◆ WHAT THIS TASK INVOLVES ◆
The answer should contain all of the records below, each one copied word for word.

***** DATA SECTION

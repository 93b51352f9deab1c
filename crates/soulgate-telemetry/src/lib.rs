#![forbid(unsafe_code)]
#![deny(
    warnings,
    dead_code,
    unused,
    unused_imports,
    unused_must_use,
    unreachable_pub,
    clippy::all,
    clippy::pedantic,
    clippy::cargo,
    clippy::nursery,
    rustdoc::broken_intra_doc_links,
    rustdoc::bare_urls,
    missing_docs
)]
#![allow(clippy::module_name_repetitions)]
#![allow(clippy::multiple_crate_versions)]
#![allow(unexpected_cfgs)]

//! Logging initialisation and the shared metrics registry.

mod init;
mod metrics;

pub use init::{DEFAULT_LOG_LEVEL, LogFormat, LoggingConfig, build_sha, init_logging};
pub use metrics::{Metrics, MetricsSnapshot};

**********

◆ WRITTEN SOLUTION ◆
repository 93b51352f9deab1c
filename crates/soulgate-telemetry/src/lib.rs
#![forbid(unsafe_code)]
#![deny(
    warnings,
    dead_code,
    unused,
    unused_imports,
    unused_must_use,
    unreachable_pub,
    clippy::all,
    clippy::pedantic,
    clippy::cargo,
    clippy::nursery,
    rustdoc::broken_intra_doc_links,
    rustdoc::bare_urls,
    missing_docs
)]
#![allow(clippy::module_name_repetitions)]
#![allow(clippy::multiple_crate_versions)]
#![allow(unexpected_cfgs)]

//! Logging initialisation and the shared metrics registry.

mod init;
mod metrics;

pub use init::{DEFAULT_LOG_LEVEL, LogFormat, LoggingConfig, build_sha, init_logging};
pub use metrics::{Metrics, MetricsSnapshot};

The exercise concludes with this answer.